→ INSTRUCTIONS FOR THE TASK: Repeat each entry. Keep every line exactly as it is.

(Stored data)
= Beginning of Section =
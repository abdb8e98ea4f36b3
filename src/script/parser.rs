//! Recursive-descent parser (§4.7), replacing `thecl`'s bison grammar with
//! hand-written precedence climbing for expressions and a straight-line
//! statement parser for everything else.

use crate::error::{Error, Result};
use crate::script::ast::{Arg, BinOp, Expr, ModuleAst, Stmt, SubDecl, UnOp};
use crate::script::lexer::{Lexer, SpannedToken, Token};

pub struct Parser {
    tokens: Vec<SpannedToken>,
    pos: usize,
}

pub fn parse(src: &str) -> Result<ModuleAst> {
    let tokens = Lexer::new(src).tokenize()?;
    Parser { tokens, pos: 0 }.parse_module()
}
= End of Section =
→ TASK SOLUTION:
repository abdb8e98ea4f36b3
filename src/script/parser.rs
//! Recursive-descent parser (§4.7), replacing `thecl`'s bison grammar with
//! hand-written precedence climbing for expressions and a straight-line
//! statement parser for everything else.

use crate::error::{Error, Result};
use crate::script::ast::{Arg, BinOp, Expr, ModuleAst, Stmt, SubDecl, UnOp};
use crate::script::lexer::{Lexer, SpannedToken, Token};

pub struct Parser {
    tokens: Vec<SpannedToken>,
    pos: usize,
}

pub fn parse(src: &str) -> Result<ModuleAst> {
    let tokens = Lexer::new(src).tokenize()?;
    Parser { tokens, pos: 0 }.parse_module()
}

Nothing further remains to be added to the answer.